# Growling / Guarding



## Bboynton09 (Jul 26, 2012)

My Russell is 4 months old and is starting to growl and actually bit me when i reached for his food bowl after a meal. This behavior has just started but seems to be a consistent thing. Last night he had something in his mouth he was not suppose to have and my neighbor ( lab owner) tried to grab it from him and Russell growled and nipped at him as well. I have been feeding him out of my hand and i have no problems at all. Is this a serious problem? or just puppy behavior? will neutering help? any advice would be greatly appreciated.


----------



## Ohohraptor (Feb 7, 2012)

We were having the same problem with Blu except he was guarding the couch.
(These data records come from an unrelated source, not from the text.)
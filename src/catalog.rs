//! Menu Catalog
//!
//! The static list of hub entries and the pure grouping function that
//! buckets them into display categories. Nothing here touches storage;
//! status overrides live in the persistence manager.

use crate::models::{Category, ItemStatus, MenuCategory, MenuItem};

/// Every feature surface of the sequencer project, one entry per card.
///
/// `priority` sorts ascending within a category. Dependencies are
/// informational only.
pub const MENU_ITEMS: &[MenuItem] = &[
    // Debug
    MenuItem {
        id: "debug-console",
        title: "Debug Console",
        description: "Live engine log with level filters",
        href: "/debug/console",
        status: ItemStatus::Stable,
        category: Category::Debug,
        priority: 1,
        estimated_time: None,
        dependencies: &[],
    },
    MenuItem {
        id: "event-inspector",
        title: "MIDI Event Inspector",
        description: "Inspect the scheduled event queue per tick",
        href: "/debug/events",
        status: ItemStatus::Testing,
        category: Category::Debug,
        priority: 2,
        estimated_time: None,
        dependencies: &["transport"],
    },
    MenuItem {
        id: "latency-probe",
        title: "Latency Probe",
        description: "Measure audio round-trip latency",
        href: "/debug/latency",
        status: ItemStatus::Validated,
        category: Category::Debug,
        priority: 3,
        estimated_time: None,
        dependencies: &[],
    },
    // Core
    MenuItem {
        id: "transport",
        title: "Transport",
        description: "Play, stop, loop and tempo control",
        href: "/transport",
        status: ItemStatus::Stable,
        category: Category::Core,
        priority: 1,
        estimated_time: None,
        dependencies: &[],
    },
    MenuItem {
        id: "piano-roll",
        title: "Piano Roll",
        description: "Note editing grid with velocity lane",
        href: "/piano-roll",
        status: ItemStatus::Stable,
        category: Category::Core,
        priority: 2,
        estimated_time: None,
        dependencies: &["transport"],
    },
    MenuItem {
        id: "step-sequencer",
        title: "Step Sequencer",
        description: "16-step drum pattern grid",
        href: "/steps",
        status: ItemStatus::Stable,
        category: Category::Core,
        priority: 3,
        estimated_time: None,
        dependencies: &["transport"],
    },
    MenuItem {
        id: "pattern-chain",
        title: "Pattern Chainer",
        description: "Chain patterns into full arrangements",
        href: "/chains",
        status: ItemStatus::InProgress,
        category: Category::Core,
        priority: 4,
        estimated_time: Some("2d"),
        dependencies: &["step-sequencer"],
    },
    MenuItem {
        id: "mixer",
        title: "Mixer",
        description: "Per-track gain, pan and sends",
        href: "/mixer",
        status: ItemStatus::Testing,
        category: Category::Core,
        priority: 5,
        estimated_time: None,
        dependencies: &[],
    },
    // Features
    MenuItem {
        id: "synth-engine",
        title: "Synth Engine",
        description: "Two-oscillator subtractive synth voice",
        href: "/synth",
        status: ItemStatus::Stable,
        category: Category::Features,
        priority: 1,
        estimated_time: None,
        dependencies: &[],
    },
    MenuItem {
        id: "sample-browser",
        title: "Sample Browser",
        description: "Browse and audition the sample library",
        href: "/samples",
        status: ItemStatus::New,
        category: Category::Features,
        priority: 2,
        estimated_time: None,
        dependencies: &[],
    },
    MenuItem {
        id: "automation-lanes",
        title: "Automation Lanes",
        description: "Draw parameter automation over time",
        href: "/automation",
        status: ItemStatus::InProgress,
        category: Category::Features,
        priority: 3,
        estimated_time: Some("3d"),
        dependencies: &["piano-roll", "mixer"],
    },
    MenuItem {
        id: "arpeggiator",
        title: "Arpeggiator",
        description: "Pattern-based chord arpeggiation",
        href: "/arp",
        status: ItemStatus::Idea,
        category: Category::Features,
        priority: 4,
        estimated_time: None,
        dependencies: &["synth-engine"],
    },
    MenuItem {
        id: "swing-groove",
        title: "Swing & Groove",
        description: "Global swing amount and groove templates",
        href: "/groove",
        status: ItemStatus::Broken,
        category: Category::Features,
        priority: 5,
        estimated_time: Some("4h"),
        dependencies: &["transport"],
    },
    // Tools
    MenuItem {
        id: "midi-import",
        title: "MIDI Import",
        description: "Import .mid files into patterns",
        href: "/tools/midi-import",
        status: ItemStatus::Stable,
        category: Category::Tools,
        priority: 1,
        estimated_time: None,
        dependencies: &[],
    },
    MenuItem {
        id: "audio-export",
        title: "Audio Export",
        description: "Render the arrangement to wav",
        href: "/tools/export",
        status: ItemStatus::Testing,
        category: Category::Tools,
        priority: 2,
        estimated_time: Some("1d"),
        dependencies: &["mixer"],
    },
    MenuItem {
        id: "project-backup",
        title: "Project Backup",
        description: "Download and restore project snapshots",
        href: "/tools/backup",
        status: ItemStatus::New,
        category: Category::Tools,
        priority: 3,
        estimated_time: None,
        dependencies: &[],
    },
    // Experimental
    MenuItem {
        id: "collab-session",
        title: "Collab Session",
        description: "Shared editing session (unimplemented)",
        href: "/lab/collab",
        status: ItemStatus::Planned,
        category: Category::Experimental,
        priority: 1,
        estimated_time: None,
        dependencies: &[],
    },
    MenuItem {
        id: "ai-melody",
        title: "Melody Suggestions",
        description: "Generated melody variations for a pattern",
        href: "/lab/melody",
        status: ItemStatus::Idea,
        category: Category::Experimental,
        priority: 2,
        estimated_time: None,
        dependencies: &["piano-roll"],
    },
    MenuItem {
        id: "modular-rack",
        title: "Modular Rack",
        description: "Patchable module rack, superseded by the synth engine",
        href: "/lab/rack",
        status: ItemStatus::Deprecated,
        category: Category::Experimental,
        priority: 3,
        estimated_time: None,
        dependencies: &[],
    },
];

/// Bucket items into categories for display.
///
/// Buckets follow `Category::ORDER`, empty buckets are dropped, and each
/// bucket is stable-sorted ascending by priority (ties keep source order).
pub fn group_by_category(items: &[MenuItem]) -> Vec<MenuCategory> {
    Category::ORDER
        .iter()
        .filter_map(|&category| {
            let mut bucket: Vec<MenuItem> = items
                .iter()
                .filter(|item| item.category == category)
                .cloned()
                .collect();
            if bucket.is_empty() {
                return None;
            }
            bucket.sort_by_key(|item| item.priority);
            Some(MenuCategory {
                id: category,
                title: category.title(),
                description: category.description(),
                items: bucket,
            })
        })
        .collect()
}

/// Look up a catalog entry by id
pub fn find_item(id: &str) -> Option<&'static MenuItem> {
    MENU_ITEMS.iter().find(|item| item.id == id)
}

#[cfg(test)]
mod tests {
    use super::*;

    fn item(id: &'static str, category: Category, priority: i32) -> MenuItem {
        MenuItem {
            id,
            title: id,
            description: "",
            href: "/",
            status: ItemStatus::New,
            category,
            priority,
            estimated_time: None,
            dependencies: &[],
        }
    }

    #[test]
    fn catalog_ids_are_unique() {
        let mut ids: Vec<&str> = MENU_ITEMS.iter().map(|i| i.id).collect();
        ids.sort();
        ids.dedup();
        assert_eq!(ids.len(), MENU_ITEMS.len());
    }

    #[test]
    fn piano_roll_is_a_stable_core_item() {
        let item = find_item("piano-roll").expect("piano-roll in catalog");
        assert_eq!(item.status, ItemStatus::Stable);
        assert_eq!(item.category, Category::Core);
    }

    #[test]
    fn categories_come_out_in_fixed_order() {
        let grouped = group_by_category(MENU_ITEMS);
        let order: Vec<Category> = grouped.iter().map(|c| c.id).collect();
        assert_eq!(
            order,
            vec![
                Category::Debug,
                Category::Core,
                Category::Features,
                Category::Tools,
                Category::Experimental,
            ]
        );
    }

    #[test]
    fn items_sort_ascending_by_priority() {
        let items = vec![
            item("c", Category::Core, 3),
            item("a", Category::Core, 1),
            item("b", Category::Core, 2),
        ];
        let grouped = group_by_category(&items);
        assert_eq!(grouped.len(), 1);
        let ids: Vec<&str> = grouped[0].items.iter().map(|i| i.id).collect();
        assert_eq!(ids, vec!["a", "b", "c"]);
    }

    #[test]
    fn equal_priority_keeps_source_order() {
        let items = vec![
            item("first", Category::Tools, 1),
            item("second", Category::Tools, 1),
            item("third", Category::Tools, 1),
        ];
        let grouped = group_by_category(&items);
        let ids: Vec<&str> = grouped[0].items.iter().map(|i| i.id).collect();
        assert_eq!(ids, vec!["first", "second", "third"]);
    }

    #[test]
    fn empty_buckets_are_dropped() {
        let items = vec![
            item("x", Category::Experimental, 1),
            item("d", Category::Debug, 1),
        ];
        let grouped = group_by_category(&items);
        let order: Vec<Category> = grouped.iter().map(|c| c.id).collect();
        assert_eq!(order, vec![Category::Debug, Category::Experimental]);
    }

    #[test]
    fn mixed_categories_and_priorities() {
        let items = vec![
            item("t2", Category::Tools, 9),
            item("c1", Category::Core, 2),
            item("f1", Category::Features, 5),
            item("t1", Category::Tools, 1),
            item("c2", Category::Core, 7),
            item("d1", Category::Debug, 4),
            item("e1", Category::Experimental, 1),
            item("f2", Category::Features, 1),
        ];
        let grouped = group_by_category(&items);
        let flat: Vec<&str> = grouped
            .iter()
            .flat_map(|c| c.items.iter().map(|i| i.id))
            .collect();
        assert_eq!(flat, vec!["d1", "c1", "c2", "f2", "f1", "t1", "t2", "e1"]);
    }
}
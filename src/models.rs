//! Hub Data Model
//!
//! Menu catalog entries plus the persisted per-item interaction state.

use serde::{Deserialize, Serialize};
use std::collections::BTreeMap;

/// Lifecycle status of a hub feature
#[derive(Debug, Clone, Copy, PartialEq, Eq, Serialize, Deserialize, Default)]
#[serde(rename_all = "kebab-case")]
pub enum ItemStatus {
    Stable,
    Testing,
    #[default]
    New,
    Planned,
    Broken,
    Validated,
    InProgress,
    Idea,
    Deprecated,
}

impl ItemStatus {
    /// Every status, in selector display order
    pub const ALL: &'static [ItemStatus] = &[
        ItemStatus::Stable,
        ItemStatus::Validated,
        ItemStatus::Testing,
        ItemStatus::InProgress,
        ItemStatus::New,
        ItemStatus::Idea,
        ItemStatus::Planned,
        ItemStatus::Broken,
        ItemStatus::Deprecated,
    ];

    pub fn label(&self) -> &'static str {
        match self {
            ItemStatus::Stable => "Stable",
            ItemStatus::Testing => "Testing",
            ItemStatus::New => "New",
            ItemStatus::Planned => "Planned",
            ItemStatus::Broken => "Broken",
            ItemStatus::Validated => "Validated",
            ItemStatus::InProgress => "In Progress",
            ItemStatus::Idea => "Idea",
            ItemStatus::Deprecated => "Deprecated",
        }
    }

    /// CSS modifier class for the status badge
    pub fn css_class(&self) -> &'static str {
        match self {
            ItemStatus::Stable => "status-stable",
            ItemStatus::Testing => "status-testing",
            ItemStatus::New => "status-new",
            ItemStatus::Planned => "status-planned",
            ItemStatus::Broken => "status-broken",
            ItemStatus::Validated => "status-validated",
            ItemStatus::InProgress => "status-in-progress",
            ItemStatus::Idea => "status-idea",
            ItemStatus::Deprecated => "status-deprecated",
        }
    }
}

/// Menu category buckets, fixed set
#[derive(Debug, Clone, Copy, PartialEq, Eq, Hash, Serialize, Deserialize)]
#[serde(rename_all = "lowercase")]
pub enum Category {
    Debug,
    Core,
    Features,
    Tools,
    Experimental,
}

impl Category {
    /// Fixed display order for category sections
    pub const ORDER: &'static [Category] = &[
        Category::Debug,
        Category::Core,
        Category::Features,
        Category::Tools,
        Category::Experimental,
    ];

    pub fn as_str(&self) -> &'static str {
        match self {
            Category::Debug => "debug",
            Category::Core => "core",
            Category::Features => "features",
            Category::Tools => "tools",
            Category::Experimental => "experimental",
        }
    }

    pub fn title(&self) -> &'static str {
        match self {
            Category::Debug => "Debug",
            Category::Core => "Core",
            Category::Features => "Features",
            Category::Tools => "Tools",
            Category::Experimental => "Experimental",
        }
    }

    pub fn description(&self) -> &'static str {
        match self {
            Category::Debug => "Diagnostics and inspection surfaces",
            Category::Core => "The sequencer itself",
            Category::Features => "Sound design and arrangement",
            Category::Tools => "Import, export and utilities",
            Category::Experimental => "Prototypes, may break",
        }
    }
}

/// Kind of a checklist entry
#[derive(Debug, Clone, Copy, PartialEq, Eq, Serialize, Deserialize, Default)]
#[serde(rename_all = "lowercase")]
pub enum CheckboxType {
    #[default]
    Test,
    Bug,
    Feature,
    Doc,
}

impl CheckboxType {
    pub const ALL: &'static [CheckboxType] = &[
        CheckboxType::Test,
        CheckboxType::Bug,
        CheckboxType::Feature,
        CheckboxType::Doc,
    ];

    pub fn label(&self) -> &'static str {
        match self {
            CheckboxType::Test => "Test",
            CheckboxType::Bug => "Bug",
            CheckboxType::Feature => "Feature",
            CheckboxType::Doc => "Doc",
        }
    }

    pub fn css_class(&self) -> &'static str {
        match self {
            CheckboxType::Test => "cb-test",
            CheckboxType::Bug => "cb-bug",
            CheckboxType::Feature => "cb-feature",
            CheckboxType::Doc => "cb-doc",
        }
    }
}

/// Kind of a note
#[derive(Debug, Clone, Copy, PartialEq, Eq, Serialize, Deserialize, Default)]
#[serde(rename_all = "lowercase")]
pub enum NoteType {
    #[default]
    Info,
    Warning,
    Error,
    Idea,
}

impl NoteType {
    pub const ALL: &'static [NoteType] = &[
        NoteType::Info,
        NoteType::Warning,
        NoteType::Error,
        NoteType::Idea,
    ];

    pub fn label(&self) -> &'static str {
        match self {
            NoteType::Info => "Info",
            NoteType::Warning => "Warning",
            NoteType::Error => "Error",
            NoteType::Idea => "Idea",
        }
    }

    pub fn css_class(&self) -> &'static str {
        match self {
            NoteType::Info => "note-info",
            NoteType::Warning => "note-warning",
            NoteType::Error => "note-error",
            NoteType::Idea => "note-idea",
        }
    }
}

/// A static catalog entry: one feature surface of the sequencer project
#[derive(Debug, Clone, Copy, PartialEq)]
pub struct MenuItem {
    /// Unique id, also the key into the persisted store
    pub id: &'static str,
    pub title: &'static str,
    pub description: &'static str,
    pub href: &'static str,
    /// Static status; may be overridden per-item in the persisted store
    pub status: ItemStatus,
    pub category: Category,
    /// Ascending = higher priority within the category
    pub priority: i32,
    pub estimated_time: Option<&'static str>,
    /// Ids of items this one depends on (informational, unenforced)
    pub dependencies: &'static [&'static str],
}

/// A category with its items in display order
#[derive(Debug, Clone, PartialEq)]
pub struct MenuCategory {
    pub id: Category,
    pub title: &'static str,
    pub description: &'static str,
    pub items: Vec<MenuItem>,
}

/// A checklist entry owned by one item
#[derive(Debug, Clone, PartialEq, Serialize, Deserialize)]
#[serde(rename_all = "camelCase")]
pub struct Checkbox {
    pub id: String,
    pub label: String,
    pub checked: bool,
    #[serde(rename = "type", default)]
    pub checkbox_type: CheckboxType,
    pub created_at: u64,
    pub updated_at: u64,
}

/// A note, owned by one item or global to the hub
#[derive(Debug, Clone, PartialEq, Serialize, Deserialize)]
#[serde(rename_all = "camelCase")]
pub struct Note {
    pub id: String,
    pub content: String,
    #[serde(rename = "type", default)]
    pub note_type: NoteType,
    pub created_at: u64,
    pub updated_at: u64,
    #[serde(default, skip_serializing_if = "Option::is_none")]
    pub author: Option<String>,
}

/// Persisted per-item state: status override, checklist and notes
///
/// The sequences are always present (possibly empty) so accessors never
/// have to null-check them.
#[derive(Debug, Clone, PartialEq, Serialize, Deserialize, Default)]
#[serde(rename_all = "camelCase")]
pub struct ItemRecord {
    #[serde(default, skip_serializing_if = "Option::is_none")]
    pub status: Option<ItemStatus>,
    #[serde(default)]
    pub checkboxes: Vec<Checkbox>,
    #[serde(default)]
    pub notes: Vec<Note>,
    #[serde(default)]
    pub last_updated: u64,
    #[serde(default, skip_serializing_if = "Option::is_none")]
    pub estimated_time: Option<String>,
}

/// Hub-wide settings stored inside the document envelope
#[derive(Debug, Clone, PartialEq, Serialize, Deserialize)]
#[serde(rename_all = "camelCase")]
pub struct HubSettings {
    #[serde(default = "default_true")]
    pub auto_save: bool,
    #[serde(default = "default_true")]
    pub show_completed_checkboxes: bool,
}

impl Default for HubSettings {
    fn default() -> Self {
        Self {
            auto_save: true,
            show_completed_checkboxes: true,
        }
    }
}

fn default_true() -> bool {
    true
}

/// The versioned document written to local storage as one JSON value
#[derive(Debug, Clone, PartialEq, Serialize, Deserialize)]
#[serde(rename_all = "camelCase")]
pub struct HubDocument {
    pub version: String,
    #[serde(default)]
    pub last_updated: u64,
    /// item id -> persisted record; BTreeMap keeps exports deterministic
    #[serde(default)]
    pub items: BTreeMap<String, ItemRecord>,
    #[serde(default)]
    pub global_notes: Vec<Note>,
    #[serde(default)]
    pub settings: HubSettings,
}

/// Aggregate counts over the whole document, see `HubStore::stats`
#[derive(Debug, Clone, Copy, PartialEq, Eq, Default)]
pub struct HubStats {
    pub items: usize,
    pub total_checkboxes: usize,
    pub completed_checkboxes: usize,
    pub total_notes: usize,
    pub global_notes: usize,
    pub last_updated: u64,
}
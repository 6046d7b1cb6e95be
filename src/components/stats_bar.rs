//! Stats Bar Component
//!
//! Aggregate counts over the persisted document. Reads track the store,
//! so the counters update after every mutation.

use leptos::prelude::*;

use crate::manager::use_hub_store;

/// Summary counters under the title bar
#[component]
pub fn StatsBar() -> impl IntoView {
    let hub = use_hub_store();

    view! {
        <div class="stats-bar">
            <span class="stat">
                <span class="stat-value">{move || hub.stats().items}</span>
                " items tracked"
            </span>
            <span class="stat">
                <span class="stat-value">
                    {move || {
                        let stats = hub.stats();
                        format!("{}/{}", stats.completed_checkboxes, stats.total_checkboxes)
                    }}
                </span>
                " checks done"
            </span>
            <span class="stat">
                <span class="stat-value">{move || hub.stats().total_notes}</span>
                " item notes"
            </span>
            <span class="stat">
                <span class="stat-value">{move || hub.stats().global_notes}</span>
                " global notes"
            </span>
        </div>
    }
}
//! Feature Card Component
//!
//! One expandable card per catalog item: status badge and summary when
//! collapsed; status selector, checklist and notes when expanded.

use leptos::prelude::*;

use crate::components::{ChecklistSection, NotesSection, StatusSelector};
use crate::context::AppContext;
use crate::manager::use_hub_store;
use crate::models::{ItemStatus, MenuItem};

/// An interactive card for a single catalog item
#[component]
pub fn FeatureCard(item: MenuItem) -> impl IntoView {
    let ctx = expect_context::<AppContext>();
    let hub = use_hub_store();
    let id = item.id;

    let expanded = move || ctx.expanded_item.get() == Some(id);

    // Override from the store wins over the catalog's static status
    let status = Signal::derive(move || hub.effective_status(&item));

    let progress = move || {
        let checkboxes = hub.item_checkboxes(id);
        let done = checkboxes.iter().filter(|c| c.checked).count();
        (done, checkboxes.len())
    };

    let note_count = move || hub.item_notes(id).len();

    let on_status_change = move |new_status: ItemStatus| {
        hub.set_item_status(id, new_status);
    };

    view! {
        <article class=move || {
            if expanded() { "feature-card expanded" } else { "feature-card" }
        }>
            <div class="card-header" on:click=move |_| ctx.toggle_expanded(id)>
                <span class="card-expand-arrow">{move || if expanded() { "▾" } else { "▸" }}</span>
                <span class="card-title">{item.title}</span>
                <span class=move || format!("status-badge {}", status.get().css_class())>
                    {move || status.get().label()}
                </span>
                {item.estimated_time.map(|estimate| view! {
                    <span class="card-estimate" title="estimated time">{estimate}</span>
                })}
                {move || {
                    let (done, total) = progress();
                    (total > 0).then(|| view! {
                        <span class="card-progress">{format!("{}/{}", done, total)}</span>
                    })
                }}
                {move || {
                    let count = note_count();
                    (count > 0).then(|| view! {
                        <span class="card-note-count">{count}" ✎"</span>
                    })
                }}
            </div>

            <p class="card-desc">{item.description}</p>

            {(!item.dependencies.is_empty()).then(|| view! {
                <p class="card-deps">"depends on: " {item.dependencies.join(", ")}</p>
            })}

            <Show when=expanded>
                <div class="card-body">
                    <a class="card-link" href=item.href>"Open " {item.title}</a>

                    <div class="editor-section">
                        <label class="editor-label">"Status"</label>
                        <StatusSelector current=status on_change=on_status_change />
                    </div>

                    <div class="editor-section">
                        <label class="editor-label">"Checklist"</label>
                        <ChecklistSection item_id=id />
                    </div>

                    <div class="editor-section">
                        <label class="editor-label">"Notes"</label>
                        <NotesSection item_id=id />
                    </div>
                </div>
            </Show>
        </article>
    }
}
I highly recommend the book Mine! By Jean Donaldson. It's about resource guarding, how to prevent, treat, and manage it.


----------



## datacan (May 15, 2011)

If people could see my 17 month old intact male, it would become clear that neutering has nothing to do with territorial behavior/guarding. Training does.

Please research dog pack structure on the net to get better idea what it means. 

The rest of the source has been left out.